The relief I’d felt when she told me that there was nothing abnormal about the way I’d reacted—not that there was a “normal” way that anyone should be, but I’d panicked, thinking I was losing all the progress I’d made. After the assault, I’d been in a dark place for quite a long time. I’d clawed my way out of it, using therapy and training in martial arts as my light, building up my shields so that I’d never be so helpless again. Martial arts in particular had given me discipline, focus, and I’d finally felt in control once again. Being able to read my opponent and fight back—there was something so empowering about it. I hadn’t stuck to just one discipline, either, and I’d acquired a range of skills over the time I’d been practising.

Anyway, after the appointment with my therapist, it was crystal clear to me. I needed to speak to Weston, to try to make him understand why I’d reacted that way to him.

Oh yeah, and I needed to apologise for keeping the whole Mercury thing a secret. One step at a time, though, that’s what Kaylie had kept reiterating during our appointment.
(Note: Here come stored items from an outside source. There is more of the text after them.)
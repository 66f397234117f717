//! In-tree block handlers (spec §4.9). `goto` is handled inline by the
//! Interpreter (spec §4.5) rather than through the registry, since it needs
//! to mutate control flow, not just produce deltas; it is still listed here
//! as a recognized type so validation can name it.

pub mod agent;
pub mod array;
pub mod code;
pub mod date;
pub mod fetch;
pub mod location;
pub mod math;
pub mod normalize;
pub mod object;
pub mod sleep;
pub mod string;

use std::sync::Arc;

use crate::registry::BlockRegistry;
use crate::sandbox::Sandbox;

/// Block-type tag recognized by the Interpreter as a control-flow
/// primitive rather than a registry-dispatched handler.
pub const GOTO_BLOCK_TYPE: &str = "goto";

/// Lexical prefix identifying a UI block (spec §4.5, "UI block detection").
/// Any block whose type begins with this prefix never executes; its
/// presence signals "pause".
pub const UI_BLOCK_PREFIX: &str = "ui_";

pub fn is_ui_block(block_type: &str) -> bool {
    block_type.starts_with(UI_BLOCK_PREFIX)
}

/// Build the registry shipped in-tree: `code`, `fetch`, `math`, `date`,
/// `string`, `array`, `object`, `sleep`, `agent`, `location`, `normalize`.
pub fn default_registry(sandbox: Arc<Sandbox>, http: reqwest::Client) -> BlockRegistry {
    let mut registry = BlockRegistry::new();
    registry.register("code", Arc::new(code::CodeHandler::new(sandbox)));
    registry.register("fetch", Arc::new(fetch::FetchHandler::new(http)));
    registry.register("math", Arc::new(math::MathHandler));
    registry.register("date", Arc::new(date::DateHandler));
    registry.register("string", Arc::new(string::StringHandler));
    registry.register("array", Arc::new(array::ArrayHandler));
    registry.register("object", Arc::new(object::ObjectHandler));
    registry.register("sleep", Arc::new(sleep::SleepHandler));
    registry.register("agent", Arc::new(agent::AgentHandler));
    registry.register("location", Arc::new(location::LocationHandler));
    registry.register("normalize", Arc::new(normalize::NormalizeHandler));
    registry
}

/// Read `<prefix>_bind_value` from a block's logic, if present.
pub fn bind_value_key(block: &crate::model::Block, prefix: &str) -> Option<String> {
    block.logic_str(&format!("{prefix}_bind_value")).map(str::to_string)
}

/// Resolve an operations list (`<prefix>_operations`) if chained, otherwise
/// wrap the single `<prefix>_operation` field into a one-element list.
pub fn operations_of(block: &crate::model::Block, prefix: &str) -> Vec<serde_json::Value> {
    if let Some(serde_json::Value::Array(ops)) = block.logic.get(&format!("{prefix}_operations")) {
        return ops.clone();
    }
    if let Some(op) = block.logic.get(&format!("{prefix}_operation")) {
        return vec![op.clone()];
    }
    Vec::new()
}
Pausing outside the Alstone College Student Union, I smoothed down my top. Outwardly, I looked good—or like myself, at least. Black, loose T-shirt slipping off my shoulders, short black pleated skirt, fishnet tights, chunky boots, and a studded black leather belt I’d looped around and around my arm as a makeshift bracelet.

My phone tracking said Weston was in this building. I knew from my intel that he’d been staying with his friend Rumi, and I was glad he hadn’t been alone, but he hadn’t been home yet, which concerned me.

I slipped through the doors and headed down the stairs. The first person I saw as I made my way to the bar area was Jessa De Witt. Although, this wasn’t the perfectly poised Jessa De Witt I knew. This wasn’t the beautiful, rich, and popular girl, best friend to Portia Thompson, the queen bee on campus (or so she liked to think).

This version was a hollowed-out shell of herself. Limp hair, no makeup, dark circles under her eyes. A baggy grey hoodie covered her body, the sleeves pulled down over her hands.

“Jessa?” We’d never been friends, never really spoken, being two years apart in age and due to her dislike and jealousy of Winter, but things had kind of changed since the night at the docks. The Belarusian gang whom Winter’s mum was working with had kidnapped her, mistakenly believing her to be Caiden’s girlfriend, and from what I’d heard, it had been a traumatic experience for her. I just hadn’t realised how badly it had affected her until now. My brother had added me to a group chat with her, Winter, and Kinslee after the whole ordeal, but we’d stuck to light topics—mostly memes, courtesy of Cassius.

She gave me a small smile that didn’t reach her eyes and went to move past me. “Oh, hi.”

“Wait.” I placed my hand on her arm. “Are you…” What could I say that would help? Stepping closer, I lowered my voice, although we were currently alone in the area just outside the bar. “Jessa. Have you spoken to anyone about what happened?”

A dull pain filled her eyes, and she shook her head slowly.

Rummaging in my small bag, I pulled out my therapist’s card and pressed it into her hand. “Here. If you ever need to speak to anyone, she really helped me.” I nodded towards the card. “You don’t have to deal with this alone.”

“Thanks,” she whispered, clasping the card with shaking fingers. Swallowing hard, she composed herself, then looked at me. “What are you doing here, anyway?”